Никонов сделал последнюю попытку:
— Товарищ полковник… Александр Трофимович… Саша… Там дочь моя. Ее тоже похитили. Ушла и не вернулась.
— Что-то в последнее время от тебя все женщины уходят, Никонов. Нетрудно догадаться почему. За воротник закладываешь. Небось, дочке твоей не очень-то приятно на пьяного батю смотреть, вот и ушла.
— Похитили ее!
Взгляд Зинченко приобрел почти осязаемую жесткость.
— А если так, — медленно проговорил он, — то что же тогда получается? Ты лицо заинтересованное, предвзятое. Я не имею права тебя к следствию на пушечный выстрел подпускать. Да какое там следствие! Завалил ты его, Никонов.

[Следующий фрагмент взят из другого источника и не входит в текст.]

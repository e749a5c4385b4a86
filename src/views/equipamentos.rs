use crate::api::ApiClient;
use crate::error::ClientResult;
use crate::models::{
    Equipamento, EquipamentoPayload, EquipamentoProfissionais, MessageResponse, StatusFilter,
};
use crate::session::AccessLevel;

/// Any authenticated user may browse; managing facilities requires city-admin.
pub struct EquipamentosPage<'a> {
    api: &'a ApiClient,
}

impl<'a> EquipamentosPage<'a> {
    pub const MANAGE: AccessLevel = AccessLevel::AdminCidade;

    pub fn new(api: &'a ApiClient) -> Self {
        Self { api }
    }

    pub fn can_manage(&self) -> bool {
        self.api.session().has_permission(Self::MANAGE)
    }

    pub async fn list(&self) -> ClientResult<Vec<Equipamento>> {
        self.api.session().require(AccessLevel::Visualizacao)?;
        self.api.equipamentos().list().await
    }

    pub async fn profissionais(&self, id: i64, status: StatusFilter) -> ClientResult<EquipamentoProfissionais> {
        self.api.session().require(AccessLevel::Visualizacao)?;
        self.api.equipamentos().profissionais(id, status).await
    }

    pub async fn create(&self, payload: &EquipamentoPayload) -> ClientResult<Equipamento> {
        self.api.session().require(Self::MANAGE)?;
        self.api.equipamentos().create(payload).await
    }

    pub async fn update(&self, id: i64, payload: &EquipamentoPayload) -> ClientResult<Equipamento> {
        self.api.session().require(Self::MANAGE)?;
        self.api.equipamentos().update(id, payload).await
    }

    pub async fn deactivate(&self, id: i64) -> ClientResult<MessageResponse> {
        self.api.session().require(Self::MANAGE)?;
        self.api.equipamentos().delete(id).await
    }
}
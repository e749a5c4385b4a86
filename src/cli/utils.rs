use std::io::{self, BufRead, Read, Write};

use anyhow::Context;
use serde::de::DeserializeOwned;
use serde::Serialize;
use serde_json::{json, Value};

use crate::cli::OutputFormat;

/// Output a success message in the appropriate format
pub fn output_success(output_format: &OutputFormat, message: &str, data: Option<Value>) -> anyhow::Result<()> {
    match output_format {
        OutputFormat::Json => {
            let mut response = json!({
                "success": true,
                "message": message
            });

            if let (Some(target), Some(Value::Object(extra))) = (response.as_object_mut(), data) {
                target.extend(extra);
            }

            println!("{}", serde_json::to_string_pretty(&response)?);
        }
        OutputFormat::Text => {
            println!("✓ {}", message);
        }
    }
    Ok(())
}

/// Output an error message in the appropriate format
pub fn output_error(
    output_format: &OutputFormat,
    message: &str,
    error_code: Option<&str>,
    details: Option<Value>,
) -> anyhow::Result<()> {
    match output_format {
        OutputFormat::Json => {
            let response = error_body(message, error_code, details);
            println!("{}", serde_json::to_string_pretty(&response)?);
        }
        OutputFormat::Text => {
            eprintln!("Error: {}", message);
        }
    }
    Ok(())
}

/// JSON error document: `success: false`, the message, an optional code and extra fields
pub fn error_body(message: &str, error_code: Option<&str>, details: Option<Value>) -> Value {
    let mut response = json!({
        "success": false,
        "error": message
    });

    if let Some(code) = error_code {
        response["error_code"] = json!(code);
    }
    if let (Some(target), Some(Value::Object(extra))) = (response.as_object_mut(), details) {
        for (key, value) in extra {
            target.entry(key).or_insert(value);
        }
    }
    response
}

/// Output an empty collection in the appropriate format
pub fn output_empty_collection(
    output_format: &OutputFormat,
    collection_name: &str,
    message: &str,
) -> anyhow::Result<()> {
    match output_format {
        OutputFormat::Json => {
            println!(
                "{}",
                serde_json::to_string_pretty(&json!({
                    collection_name: []
                }))?
            );
        }
        OutputFormat::Text => {
            println!("{}", message);
        }
    }
    Ok(())
}

/// Output a collection: JSON under `collection_name`, or one text line per item
pub fn output_collection<T, F>(
    output_format: &OutputFormat,
    collection_name: &str,
    items: &[T],
    empty_message: &str,
    line: F,
) -> anyhow::Result<()>
where
    T: Serialize,
    F: Fn(&T) -> String,
{
    if items.is_empty() {
        return output_empty_collection(output_format, collection_name, empty_message);
    }

    match output_format {
        OutputFormat::Json => {
            println!(
                "{}",
                serde_json::to_string_pretty(&json!({
                    collection_name: items
                }))?
            );
        }
        OutputFormat::Text => {
            for item in items {
                println!("{}", line(item));
            }
            println!("({} registro(s))", items.len());
        }
    }
    Ok(())
}

/// Output a single record: pretty JSON, or `label: value` lines
pub fn output_record<T: Serialize>(
    output_format: &OutputFormat,
    record: &T,
    fields: &[(&str, String)],
) -> anyhow::Result<()> {
    match output_format {
        OutputFormat::Json => {
            println!("{}", serde_json::to_string_pretty(record)?);
        }
        OutputFormat::Text => {
            let width = fields.iter().map(|(label, _)| label.chars().count()).max().unwrap_or(0);
            for (label, value) in fields {
                println!("{:<width$}  {}", label, value, width = width);
            }
        }
    }
    Ok(())
}

/// Read a JSON document from stdin into `T`
pub fn read_json_stdin<T: DeserializeOwned>() -> anyhow::Result<T> {
    let mut buffer = String::new();
    io::stdin()
        .read_to_string(&mut buffer)
        .context("failed to read JSON from stdin")?;
    serde_json::from_str(&buffer).context("invalid JSON on stdin")
}

/// Prompt on stderr and read one trimmed line from stdin
pub fn prompt(label: &str) -> anyhow::Result<String> {
    eprint!("{}: ", label);
    io::stderr().flush()?;
    let mut line = String::new();
    io::stdin().lock().read_line(&mut line)?;
    Ok(line.trim_end_matches(['\r', '\n']).to_string())
}

/// `value` or `"-"` for display of optional fields
pub fn or_dash<T: ToString>(value: Option<T>) -> String {
    value.map(|v| v.to_string()).unwrap_or_else(|| "-".to_string())
}
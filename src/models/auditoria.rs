use chrono::{NaiveDate, NaiveDateTime};
use serde::{Deserialize, Serialize};
use serde_json::Value;

use super::push_param;

#[derive(Debug, Clone, PartialEq, Serialize, Deserialize)]
pub struct AuditoriaEntry {
    pub id: i64,
    pub usuario_id: i64,
    pub acao: String,
    pub tabela: String,
    pub registro_id: i64,
    #[serde(default)]
    pub dados_antigos: Option<Value>,
    #[serde(default)]
    pub dados_novos: Option<Value>,
    #[serde(default)]
    pub data_hora: Option<NaiveDateTime>,
    #[serde(default)]
    pub ip_origem: Option<String>,
}

#[derive(Debug, Clone, Copy, PartialEq, Eq, Serialize, Deserialize)]
#[serde(rename_all = "UPPERCASE")]
pub enum AuditAction {
    Create,
    Update,
    Delete,
    Export,
}

impl AuditAction {
    pub fn as_str(self) -> &'static str {
        match self {
            AuditAction::Create => "CREATE",
            AuditAction::Update => "UPDATE",
            AuditAction::Delete => "DELETE",
            AuditAction::Export => "EXPORT",
        }
    }

    pub fn label(self) -> &'static str {
        match self {
            AuditAction::Create => "Criação",
            AuditAction::Update => "Atualização",
            AuditAction::Delete => "Exclusão",
            AuditAction::Export => "Exportação",
        }
    }
}

impl std::str::FromStr for AuditAction {
    type Err = String;

    fn from_str(s: &str) -> Result<Self, Self::Err> {
        match s.trim().to_uppercase().as_str() {
            "CREATE" => Ok(AuditAction::Create),
            "UPDATE" => Ok(AuditAction::Update),
            "DELETE" => Ok(AuditAction::Delete),
            "EXPORT" => Ok(AuditAction::Export),
            other => Err(format!("ação inválida: {}", other)),
        }
    }
}

/// Query filters for `GET /auditoria`.
#[derive(Debug, Clone, Default, PartialEq)]
pub struct AuditFilter {
    pub tabela: Option<String>,
    pub acao: Option<AuditAction>,
    pub usuario_id: Option<i64>,
    pub data_inicio: Option<NaiveDate>,
    pub data_fim: Option<NaiveDate>,
}

impl AuditFilter {
    pub fn to_query(&self) -> Vec<(&'static str, String)> {
        let mut params = Vec::new();
        push_param(&mut params, "tabela", self.tabela.clone());
        push_param(&mut params, "acao", self.acao.map(|a| a.as_str().to_string()));
        push_param(&mut params, "usuario_id", self.usuario_id.map(|v| v.to_string()));
        push_param(&mut params, "data_inicio", self.data_inicio.map(|d| d.format("%Y-%m-%d").to_string()));
        push_param(&mut params, "data_fim", self.data_fim.map(|d| d.format("%Y-%m-%d").to_string()));
        params
    }
}

#[derive(Debug, Clone, PartialEq, Serialize, Deserialize)]
pub struct ActionCount {
    pub acao: String,
    pub total: i64,
}

#[derive(Debug, Clone, PartialEq, Serialize, Deserialize)]
pub struct TableCount {
    pub tabela: String,
    pub total: i64,
}

#[derive(Debug, Clone, PartialEq, Serialize, Deserialize)]
pub struct UserCount {
    pub usuario: String,
    pub total: i64,
}

/// Response of `GET /auditoria/estatisticas`.
#[derive(Debug, Clone, Default, PartialEq, Serialize, Deserialize)]
pub struct AuditStats {
    #[serde(default)]
    pub acoes: Vec<ActionCount>,
    #[serde(default)]
    pub tabelas: Vec<TableCount>,
    #[serde(default)]
    pub usuarios: Vec<UserCount>,
}
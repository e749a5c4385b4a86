use clap::Subcommand;
use serde_json::json;

use crate::cli::utils::{output_collection, output_success};
use crate::cli::{CliContext, OutputFormat};
use crate::guard::Route;
use crate::models::{CidadePayload, RecordStatus};
use crate::views::CidadesPage;

#[derive(Subcommand)]
pub enum CidadesCommands {
    #[command(about = "List cities")]
    List,

    #[command(about = "Create city")]
    Create {
        #[arg(help = "City name")]
        nome: String,
        #[arg(long, default_value = "ativo", help = "ativo or inativo")]
        status: RecordStatus,
    },

    #[command(about = "Update city")]
    Update {
        #[arg(help = "City id")]
        id: i64,
        #[arg(help = "City name")]
        nome: String,
        #[arg(long, default_value = "ativo", help = "ativo or inativo")]
        status: RecordStatus,
    },

    #[command(about = "Deactivate city")]
    Inativar {
        #[arg(help = "City id")]
        id: i64,
    },
}

pub async fn handle(cmd: CidadesCommands, ctx: &mut CliContext, output_format: OutputFormat) -> anyhow::Result<()> {
    ctx.enter(Route::Cidades)?;
    let page = CidadesPage::new(&ctx.api);

    match cmd {
        CidadesCommands::List => {
            let cidades = page.list().await?;
            output_collection(&output_format, "cidades", &cidades, "Nenhuma cidade cadastrada", |c| {
                format!("{:>5}  {:<40} {}", c.id, c.nome, c.status.as_str())
            })
        }
        CidadesCommands::Create { nome, status } => {
            let cidade = page.create(&CidadePayload { nome, status }).await?;
            output_success(
                &output_format,
                &format!("Cidade {} cadastrada (id {})", cidade.nome, cidade.id),
                Some(json!({ "cidade": cidade })),
            )
        }
        CidadesCommands::Update { id, nome, status } => {
            let cidade = page.update(id, &CidadePayload { nome, status }).await?;
            output_success(
                &output_format,
                &format!("Cidade {} atualizada", cidade.id),
                Some(json!({ "cidade": cidade })),
            )
        }
        CidadesCommands::Inativar { id } => {
            let response = page.deactivate(id).await?;
            output_success(&output_format, &response.message, Some(json!({ "id": id })))
        }
    }
}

— Что ты творишь, Сашка? — сказал Никонов. — Ты мне не веришь?
— Сашки тебя в забегаловках дожидаются, — одернул его Зинченко. — Для тебя я полковник, только больше не товарищ. Хочешь, чтобы спустил твое дело на тормозах, пиши рапорт об увольнении. Собственноручно. Вот так. И никак иначе. Бумагу в приемной возьмешь. А меня освободи от своего присутствия. Разит от тебя, как от пивной бочки. До утра теперь проветривать!..
Полковник встал, чтобы распахнуть второе окно. Когда он вернулся на свое место, Никонова в кабинете уже не было. Размашистым корявым почерком бывший товарищ полковника писал рапорт об увольнении. Его служба в полиции завершилась.